**Task requirements:** Scan the records for lines with the word "horaire", and copy every such line.

(Items from a dataset)
/// Ingestion configuration, parsed from environment variables.
///
/// One struct covers every job; jobs read only the fields they use
/// (the ARPEGE jobs never touch the database URL or the station filters,
/// the paquet jobs never touch `data_source`).
#[derive(Debug, Clone)]
pub struct AppConfig {
    pub database_url: String,
    /// API key for the ARPEGE product endpoints.
    pub arpege_token: Option<String>,
    /// API key for the ground-station paquet endpoints.
    pub observations_token: Option<String>,
    /// Upper bound on concurrent fetches. The upstream API rate-limits
    /// aggressively, so this stays small.
    pub workers_limit: usize,
    /// Retention window for observation records, in seconds.
    pub ttl_seconds: i64,
    /// Paquet sampling frequency: "horaire" or "infrahoraire-6m".
    pub frequency: String,
    /// Publication latency of the paquet, in minutes. The request date is
    /// computed this far in the past.
    pub latency_minutes: i64,
    /// Department codes to keep when ingesting stations (empty = keep all).
    pub departments: Vec<String>,
    /// Explicit station ids to keep when ingesting stations (empty = none).
    pub station_ids: Vec<i64>,
    /// "meteofrance" (product API) or "data-gouv" (object-storage mirror).
    pub data_source: String,
    /// Directory receiving raw fetched payloads.
    pub output_dir: String,
}

/// Default retention for observation records: 7 days.
const DEFAULT_TTL_SECONDS: i64 = 7 * 24 * 60 * 60;

/// Default fetch concurrency.
const DEFAULT_WORKERS_LIMIT: usize = 2;

impl AppConfig {
    pub fn from_env() -> Self {
        Self {
            database_url: std::env::var("DATABASE_URL")
                .unwrap_or_else(|_| "postgres://127.0.0.1:5432/meteo".to_string()),
            arpege_token: std::env::var("ARPEGE_TOKEN").ok(),
            observations_token: std::env::var("OBSERVATIONS_PAQUET_TOKEN").ok(),
            workers_limit: std::env::var("WORKERS_LIMIT")
                .ok()
                .and_then(|v| v.parse().ok())
                .unwrap_or(DEFAULT_WORKERS_LIMIT),
            ttl_seconds: std::env::var("TTL")
                .ok()
                .and_then(|v| v.parse().ok())
                .unwrap_or(DEFAULT_TTL_SECONDS),
            frequency: std::env::var("FREQUENCY").unwrap_or_else(|_| "horaire".to_string()),
            latency_minutes: std::env::var("LATENCY")
                .ok()
                .and_then(|v| v.parse().ok())
                .unwrap_or(0),
            departments: parse_list(std::env::var("DEPARTMENTS").ok()),
            station_ids: parse_list(std::env::var("STATIONS").ok())
                .iter()
                .filter_map(|s| s.parse().ok())
                .collect(),
            data_source: std::env::var("DATA_SOURCE").unwrap_or_else(|_| "meteofrance".to_string()),
            output_dir: std::env::var("OUTPUT_DIR").unwrap_or_else(|_| "./output".to_string()),
        }
    }
}

/// Split a comma-separated environment value into trimmed, non-empty items.
fn parse_list(raw: Option<String>) -> Vec<String> {
    raw.map(|v| {
        v.split(',')
            .map(|s| s.trim().to_string())
            .filter(|s| !s.is_empty())
            .collect()
    })
    .unwrap_or_default()
}

#[cfg(test)]
mod tests {
    use super::*;

    #[test]
    fn test_parse_list_none() {
        assert!(parse_list(None).is_empty());
    }

    #[test]
    fn test_parse_list_values() {
        let list = parse_list(Some("75, 69,13".to_string()));
        assert_eq!(list, vec!["75", "69", "13"]);
    }

    #[test]
    fn test_parse_list_skips_empty_items() {
        let list = parse_list(Some("75,,69,".to_string()));
        assert_eq!(list, vec!["75", "69"]);
    }
}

**Exercise response:**
    /// Paquet sampling frequency: "horaire" or "infrahoraire-6m".
            frequency: std::env::var("FREQUENCY").unwrap_or_else(|_| "horaire".to_string()),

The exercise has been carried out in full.